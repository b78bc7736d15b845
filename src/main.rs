use std::fs::File;
use std::io;
use std::path::{Path, PathBuf};
use std::sync::Arc;

use anyhow::{Context, Result};
use clap::Parser;
use crossterm::{
    execute,
    terminal::{disable_raw_mode, enable_raw_mode, EnterAlternateScreen, LeaveAlternateScreen},
};
use gravity_connect_four::ai::AiTier;
use gravity_connect_four::config::{AppConfig, Difficulty};
use gravity_connect_four::game::GravityMode;
use gravity_connect_four::session::Session;
use gravity_connect_four::ui::App;
use ratatui::{backend::CrosstermBackend, Terminal};
use tracing::info;
use tracing_subscriber::EnvFilter;

/// Connect Four with reversible gravity, in the terminal.
#[derive(Parser, Debug)]
#[command(name = "gravity-four", version, about)]
struct Cli {
    /// Path to the TOML configuration file
    #[arg(short, long, default_value = "config.toml")]
    config: PathBuf,

    /// Board preset: easy, normal or hard
    #[arg(short, long)]
    difficulty: Option<Difficulty>,

    /// Gravity mode: fixed or reversing
    #[arg(short, long)]
    mode: Option<GravityMode>,

    /// Play against the computer at this tier: easy, medium or hard
    #[arg(long, conflicts_with = "pvp")]
    ai: Option<AiTier>,

    /// Two players at one keyboard
    #[arg(long)]
    pvp: bool,

    /// Where to write logs; the terminal belongs to the UI
    #[arg(long, default_value = "gravity_four.log")]
    log_file: PathBuf,

    /// Print the default configuration as TOML and exit
    #[arg(long)]
    print_config: bool,
}

fn main() {
    if let Err(err) = run() {
        eprintln!("Error: {err:#}");
        std::process::exit(1);
    }
}

fn init_logging(path: &Path) -> Result<()> {
    let log_file = File::create(path)
        .with_context(|| format!("failed to create log file {}", path.display()))?;
    tracing_subscriber::fmt()
        .with_env_filter(
            EnvFilter::try_from_default_env().unwrap_or_else(|_| EnvFilter::new("info")),
        )
        .with_writer(Arc::new(log_file))
        .with_ansi(false)
        .try_init()
        .map_err(|e| anyhow::anyhow!("failed to install log subscriber: {e}"))
}

fn run() -> Result<()> {
    let cli = Cli::parse();

    if cli.print_config {
        print!("{}", AppConfig::default_toml());
        return Ok(());
    }

    init_logging(&cli.log_file)?;

    let mut config = AppConfig::load_or_default(&cli.config)
        .with_context(|| format!("failed to load {}", cli.config.display()))?;
    if let Some(difficulty) = cli.difficulty {
        config.game.difficulty = difficulty;
    }
    if let Some(mode) = cli.mode {
        config.game.gravity_mode = mode;
    }
    if let Some(tier) = cli.ai {
        config.game.vs_computer = true;
        config.game.ai_tier = tier;
    }
    if cli.pvp {
        config.game.vs_computer = false;
    }

    let game = config.game_config();
    info!(
        rows = game.rows,
        cols = game.cols,
        prefill = game.prefill,
        mode = %game.gravity_mode,
        opponent = ?game.opponent,
        "starting session"
    );
    let session = Session::new(game).context("invalid game configuration")?;
    let mut app = App::new(session, config);

    // Setup terminal
    enable_raw_mode()?;
    let mut stdout = io::stdout();
    execute!(stdout, EnterAlternateScreen)?;
    let backend = CrosstermBackend::new(stdout);
    let mut terminal = Terminal::new(backend)?;

    let res = app.run(&mut terminal);

    // Restore terminal, even on error
    let _ = disable_raw_mode();
    let _ = execute!(terminal.backend_mut(), LeaveAlternateScreen);
    let _ = terminal.show_cursor();

    info!("session ended");
    res.context("terminal UI failed")
}
//! Main docmodel crate: models with unique fields over a schemaless document store.
//!
//! This crate is the primary entry point for users of docmodel. It re-exports the
//! core types and functionality from the sub-crates and provides access to the
//! storage backends.
//!
//! # Features
//!
//! - **Validated models** - A collection name and ordered fields, checked once at definition
//! - **Unique fields** - Enforced through reservation collections, safe under concurrent writers
//! - **Instance lifecycle** - Save, update and delete single documents
//! - **Batched reads** - Read every match a page at a time, or as a stream
//!
//! # Quick Start
//!
//! ```ignore
//! use docmodel::{prelude::*, memory::InMemoryStore};
//! use bson::doc;
//!
//! struct Example;
//!
//! impl ModelDefinition for Example {
//!     const NAME: &'static str = "Example";
//!     fn collection_name() -> &'static str { "example" }
//!     fn fields() -> Vec<FieldSpec> {
//!         vec![FieldSpec::new("foo", false), FieldSpec::new("bar", true)]
//!     }
//! }
//!
//! #[tokio::main]
//! async fn main() -> Result<(), Box<dyn std::error::Error>> {
//!     let store = StoreHandle::bind(Example::NAME, InMemoryStore::new()).await?;
//!     let model = Model::define::<Example>(store)?;
//!
//!     let mut instance = model.instance(doc! { "foo": "Foo", "bar": "Bar1" })?;
//!     instance.save().await?;
//!
//!     // A second document may not take the same `bar`.
//!     let err = model.create(doc! { "foo": "Other", "bar": "Bar1" }).await.unwrap_err();
//!     assert!(err.is_duplicate_of("bar"));
//!
//!     let everything = model.read_all(Filter::all(), 10).try_collect().await?;
//!     println!("{} documents", everything.len());
//!
//!     instance.delete().await?;
//!     Ok(())
//! }
//! ```
//!
//! # Backends
//!
//! - [`memory`] - In-memory storage for development and testing
//! - [`mongodb`] - MongoDB backend (requires `mongodb` feature)

pub mod prelude;

pub use docmodel_core::{
    backend, collection, config, document, error, instance, model, query, registry, schema, store,
};

// Re-export BSON types for convenience
pub use bson;

/// In-memory storage backend implementations.
pub mod memory {
    pub use docmodel_memory::{InMemoryStore, InMemoryStoreBuilder};
}

/// MongoDB storage backend implementations.
///
/// This module is only available when the `mongodb` feature is enabled.
#[cfg(feature = "mongodb")]
pub mod mongodb {
    pub use docmodel_mongodb::{MongoDbStore, MongoDbStoreBuilder};
}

+++

Please retype the listing word for word, from its first line through the line containing "TOML configuration file", and add nothing else.

repository b78bc7736d15b845
filename src/main.rs
use std::fs::File;
use std::io;
use std::path::{Path, PathBuf};
use std::sync::Arc;

use anyhow::{Context, Result};
use clap::Parser;
use crossterm::{
    execute,
    terminal::{disable_raw_mode, enable_raw_mode, EnterAlternateScreen, LeaveAlternateScreen},
};
use gravity_connect_four::ai::AiTier;
use gravity_connect_four::config::{AppConfig, Difficulty};
use gravity_connect_four::game::GravityMode;
use gravity_connect_four::session::Session;
use gravity_connect_four::ui::App;
use ratatui::{backend::CrosstermBackend, Terminal};
use tracing::info;
use tracing_subscriber::EnvFilter;

/// Connect Four with reversible gravity, in the terminal.
#[derive(Parser, Debug)]
#[command(name = "gravity-four", version, about)]
struct Cli {
    /// Path to the TOML configuration file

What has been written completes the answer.